All lines containing the string "kinds" must be copied from the entries.

═════ Excerpted records

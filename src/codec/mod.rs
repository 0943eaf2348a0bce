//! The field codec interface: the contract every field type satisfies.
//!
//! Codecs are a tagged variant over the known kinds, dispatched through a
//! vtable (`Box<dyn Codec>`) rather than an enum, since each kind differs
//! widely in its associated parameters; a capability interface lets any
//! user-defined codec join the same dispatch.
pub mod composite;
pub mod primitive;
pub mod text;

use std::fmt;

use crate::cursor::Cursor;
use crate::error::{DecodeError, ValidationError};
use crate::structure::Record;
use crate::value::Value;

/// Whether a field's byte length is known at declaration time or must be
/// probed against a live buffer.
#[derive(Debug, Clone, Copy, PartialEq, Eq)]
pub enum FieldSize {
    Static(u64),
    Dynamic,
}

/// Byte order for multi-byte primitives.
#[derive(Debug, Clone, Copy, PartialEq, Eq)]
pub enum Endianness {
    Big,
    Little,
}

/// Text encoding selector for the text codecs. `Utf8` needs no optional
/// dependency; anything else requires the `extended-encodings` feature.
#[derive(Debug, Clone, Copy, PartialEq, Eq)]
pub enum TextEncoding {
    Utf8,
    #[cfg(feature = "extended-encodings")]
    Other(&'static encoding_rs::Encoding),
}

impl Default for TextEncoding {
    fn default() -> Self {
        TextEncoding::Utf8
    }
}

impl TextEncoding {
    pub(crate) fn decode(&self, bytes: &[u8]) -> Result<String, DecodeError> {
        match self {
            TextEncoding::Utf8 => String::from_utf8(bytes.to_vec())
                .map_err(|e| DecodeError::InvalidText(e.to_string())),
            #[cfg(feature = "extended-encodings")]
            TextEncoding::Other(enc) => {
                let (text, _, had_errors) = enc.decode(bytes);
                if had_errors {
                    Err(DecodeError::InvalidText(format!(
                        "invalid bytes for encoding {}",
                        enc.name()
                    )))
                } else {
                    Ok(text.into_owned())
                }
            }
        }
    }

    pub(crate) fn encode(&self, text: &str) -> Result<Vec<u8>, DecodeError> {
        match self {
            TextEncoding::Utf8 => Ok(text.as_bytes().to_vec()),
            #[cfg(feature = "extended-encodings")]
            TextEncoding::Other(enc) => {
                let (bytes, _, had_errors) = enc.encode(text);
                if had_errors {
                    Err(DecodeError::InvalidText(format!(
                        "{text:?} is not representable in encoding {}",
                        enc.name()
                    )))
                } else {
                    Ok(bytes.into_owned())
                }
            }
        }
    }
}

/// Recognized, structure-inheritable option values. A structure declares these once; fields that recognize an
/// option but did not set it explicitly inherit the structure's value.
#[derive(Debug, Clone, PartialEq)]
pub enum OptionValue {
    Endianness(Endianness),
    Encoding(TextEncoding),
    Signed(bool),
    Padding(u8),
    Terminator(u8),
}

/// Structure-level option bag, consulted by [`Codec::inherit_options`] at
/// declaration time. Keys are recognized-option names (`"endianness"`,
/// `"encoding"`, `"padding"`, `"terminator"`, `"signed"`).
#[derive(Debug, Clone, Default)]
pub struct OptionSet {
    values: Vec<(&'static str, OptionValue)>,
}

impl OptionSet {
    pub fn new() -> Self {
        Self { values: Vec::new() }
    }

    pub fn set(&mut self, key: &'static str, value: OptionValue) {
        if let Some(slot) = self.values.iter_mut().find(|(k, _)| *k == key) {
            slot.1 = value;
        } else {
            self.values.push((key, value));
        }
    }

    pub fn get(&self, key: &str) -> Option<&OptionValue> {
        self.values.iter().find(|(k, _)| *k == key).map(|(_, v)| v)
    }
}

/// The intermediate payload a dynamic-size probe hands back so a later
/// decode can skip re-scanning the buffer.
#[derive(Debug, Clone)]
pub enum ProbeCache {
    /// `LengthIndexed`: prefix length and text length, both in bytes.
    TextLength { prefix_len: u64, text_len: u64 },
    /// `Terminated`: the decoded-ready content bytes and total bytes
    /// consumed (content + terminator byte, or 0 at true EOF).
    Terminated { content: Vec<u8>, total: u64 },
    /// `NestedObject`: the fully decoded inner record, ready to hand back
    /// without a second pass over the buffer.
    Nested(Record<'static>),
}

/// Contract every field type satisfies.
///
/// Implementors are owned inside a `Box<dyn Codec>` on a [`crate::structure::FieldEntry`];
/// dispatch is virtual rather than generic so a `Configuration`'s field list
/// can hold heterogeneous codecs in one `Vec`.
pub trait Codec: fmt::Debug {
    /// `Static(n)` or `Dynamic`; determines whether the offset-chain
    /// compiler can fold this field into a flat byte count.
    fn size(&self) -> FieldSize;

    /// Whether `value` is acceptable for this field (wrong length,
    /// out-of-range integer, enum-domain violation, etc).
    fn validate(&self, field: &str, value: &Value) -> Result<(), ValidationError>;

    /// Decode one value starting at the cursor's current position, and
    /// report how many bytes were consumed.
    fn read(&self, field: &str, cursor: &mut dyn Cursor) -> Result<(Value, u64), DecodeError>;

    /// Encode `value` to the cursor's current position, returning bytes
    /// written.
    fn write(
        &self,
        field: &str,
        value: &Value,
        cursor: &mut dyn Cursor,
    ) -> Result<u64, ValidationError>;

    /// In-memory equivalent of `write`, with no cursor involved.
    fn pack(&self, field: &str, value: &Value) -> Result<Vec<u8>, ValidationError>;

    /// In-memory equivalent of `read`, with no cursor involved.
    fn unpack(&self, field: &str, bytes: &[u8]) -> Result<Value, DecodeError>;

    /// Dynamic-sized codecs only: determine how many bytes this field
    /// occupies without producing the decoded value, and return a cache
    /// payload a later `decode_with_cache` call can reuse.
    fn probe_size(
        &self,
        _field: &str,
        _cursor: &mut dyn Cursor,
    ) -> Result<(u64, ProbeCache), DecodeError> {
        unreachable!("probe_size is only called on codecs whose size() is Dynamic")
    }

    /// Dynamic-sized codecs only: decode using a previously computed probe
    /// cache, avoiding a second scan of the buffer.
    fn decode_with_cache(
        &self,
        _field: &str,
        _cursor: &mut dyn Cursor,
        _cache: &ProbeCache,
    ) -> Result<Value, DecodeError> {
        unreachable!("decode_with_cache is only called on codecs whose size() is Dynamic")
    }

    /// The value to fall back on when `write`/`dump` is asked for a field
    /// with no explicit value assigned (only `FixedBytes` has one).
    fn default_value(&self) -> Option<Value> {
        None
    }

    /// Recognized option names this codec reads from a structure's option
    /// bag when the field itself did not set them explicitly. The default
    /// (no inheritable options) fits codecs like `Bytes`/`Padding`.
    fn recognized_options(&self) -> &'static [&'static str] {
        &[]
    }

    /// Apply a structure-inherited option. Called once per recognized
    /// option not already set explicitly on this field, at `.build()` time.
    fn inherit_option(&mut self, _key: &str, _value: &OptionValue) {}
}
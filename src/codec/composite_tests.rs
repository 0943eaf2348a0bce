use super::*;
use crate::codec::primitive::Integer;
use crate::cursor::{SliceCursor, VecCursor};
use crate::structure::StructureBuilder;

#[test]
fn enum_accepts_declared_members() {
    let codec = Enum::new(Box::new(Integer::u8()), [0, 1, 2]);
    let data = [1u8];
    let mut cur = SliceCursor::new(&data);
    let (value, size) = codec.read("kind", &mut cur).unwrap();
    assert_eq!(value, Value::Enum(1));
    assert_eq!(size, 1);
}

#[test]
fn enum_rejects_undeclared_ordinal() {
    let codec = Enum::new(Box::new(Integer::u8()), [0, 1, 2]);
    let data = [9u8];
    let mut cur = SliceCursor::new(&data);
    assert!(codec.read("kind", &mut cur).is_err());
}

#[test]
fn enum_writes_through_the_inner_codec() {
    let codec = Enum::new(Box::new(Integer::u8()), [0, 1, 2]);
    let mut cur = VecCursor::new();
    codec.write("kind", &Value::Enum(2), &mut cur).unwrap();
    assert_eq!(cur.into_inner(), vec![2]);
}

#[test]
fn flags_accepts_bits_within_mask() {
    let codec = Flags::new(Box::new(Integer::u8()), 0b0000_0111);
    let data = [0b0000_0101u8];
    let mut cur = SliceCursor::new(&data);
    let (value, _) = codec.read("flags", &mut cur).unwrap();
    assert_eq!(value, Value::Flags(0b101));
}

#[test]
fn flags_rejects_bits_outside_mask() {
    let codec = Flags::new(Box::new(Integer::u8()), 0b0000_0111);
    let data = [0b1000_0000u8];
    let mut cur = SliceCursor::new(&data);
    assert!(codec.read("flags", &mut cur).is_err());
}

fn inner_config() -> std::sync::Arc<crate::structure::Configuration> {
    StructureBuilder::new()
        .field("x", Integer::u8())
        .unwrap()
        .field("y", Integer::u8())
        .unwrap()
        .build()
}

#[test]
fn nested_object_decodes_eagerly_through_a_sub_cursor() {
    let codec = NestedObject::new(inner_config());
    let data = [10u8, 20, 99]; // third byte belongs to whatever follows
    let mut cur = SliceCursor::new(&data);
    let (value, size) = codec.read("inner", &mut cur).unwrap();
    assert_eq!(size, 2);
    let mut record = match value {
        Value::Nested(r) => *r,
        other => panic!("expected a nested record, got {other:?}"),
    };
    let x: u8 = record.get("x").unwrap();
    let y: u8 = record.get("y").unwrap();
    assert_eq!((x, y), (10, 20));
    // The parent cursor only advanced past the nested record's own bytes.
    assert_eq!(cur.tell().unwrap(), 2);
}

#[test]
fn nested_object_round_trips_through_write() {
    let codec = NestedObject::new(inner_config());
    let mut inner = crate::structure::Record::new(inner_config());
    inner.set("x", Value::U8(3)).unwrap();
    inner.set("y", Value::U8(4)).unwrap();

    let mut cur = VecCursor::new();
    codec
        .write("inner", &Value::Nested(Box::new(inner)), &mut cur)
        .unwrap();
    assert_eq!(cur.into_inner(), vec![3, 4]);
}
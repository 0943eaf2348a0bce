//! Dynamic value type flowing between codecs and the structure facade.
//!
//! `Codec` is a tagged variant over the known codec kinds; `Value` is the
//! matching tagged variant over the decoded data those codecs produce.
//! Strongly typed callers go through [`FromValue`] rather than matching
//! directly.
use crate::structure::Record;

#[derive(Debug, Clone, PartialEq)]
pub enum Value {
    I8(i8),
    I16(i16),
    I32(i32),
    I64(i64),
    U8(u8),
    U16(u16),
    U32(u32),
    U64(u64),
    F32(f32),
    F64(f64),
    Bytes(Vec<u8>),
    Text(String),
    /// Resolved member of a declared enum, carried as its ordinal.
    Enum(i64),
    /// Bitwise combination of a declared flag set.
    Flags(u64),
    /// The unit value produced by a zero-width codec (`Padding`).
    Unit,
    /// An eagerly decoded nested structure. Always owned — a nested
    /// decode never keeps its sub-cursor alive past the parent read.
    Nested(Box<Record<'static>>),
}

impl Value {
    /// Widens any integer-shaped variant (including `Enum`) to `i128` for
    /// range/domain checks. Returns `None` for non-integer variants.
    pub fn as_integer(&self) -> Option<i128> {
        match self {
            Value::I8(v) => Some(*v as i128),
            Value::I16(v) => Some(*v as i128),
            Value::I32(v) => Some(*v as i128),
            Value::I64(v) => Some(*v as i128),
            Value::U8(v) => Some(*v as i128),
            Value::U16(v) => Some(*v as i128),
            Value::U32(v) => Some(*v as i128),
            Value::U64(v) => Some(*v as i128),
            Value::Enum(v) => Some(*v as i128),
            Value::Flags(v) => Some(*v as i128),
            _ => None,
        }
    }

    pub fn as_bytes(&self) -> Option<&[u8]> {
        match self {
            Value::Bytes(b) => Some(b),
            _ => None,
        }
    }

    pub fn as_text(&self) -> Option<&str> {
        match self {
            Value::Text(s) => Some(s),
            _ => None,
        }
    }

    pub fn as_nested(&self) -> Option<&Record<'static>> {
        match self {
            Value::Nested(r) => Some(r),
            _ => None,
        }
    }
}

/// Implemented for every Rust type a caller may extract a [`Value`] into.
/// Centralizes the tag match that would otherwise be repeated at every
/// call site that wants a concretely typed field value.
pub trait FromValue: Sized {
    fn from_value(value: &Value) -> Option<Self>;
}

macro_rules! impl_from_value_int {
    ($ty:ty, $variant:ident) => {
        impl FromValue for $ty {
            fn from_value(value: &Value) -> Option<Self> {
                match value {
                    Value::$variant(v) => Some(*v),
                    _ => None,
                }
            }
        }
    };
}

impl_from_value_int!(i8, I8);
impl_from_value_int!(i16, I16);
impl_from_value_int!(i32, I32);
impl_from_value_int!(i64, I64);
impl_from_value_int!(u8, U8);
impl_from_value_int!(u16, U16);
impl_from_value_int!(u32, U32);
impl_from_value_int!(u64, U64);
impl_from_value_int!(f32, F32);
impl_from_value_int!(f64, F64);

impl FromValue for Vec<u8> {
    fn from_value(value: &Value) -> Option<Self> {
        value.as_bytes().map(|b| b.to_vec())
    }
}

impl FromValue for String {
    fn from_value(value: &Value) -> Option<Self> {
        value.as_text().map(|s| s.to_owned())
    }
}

══════════

Completed exercise:
//! Codecs are a tagged variant over the known kinds, dispatched through a
//! `Codec` is a tagged variant over the known codec kinds; `Value` is the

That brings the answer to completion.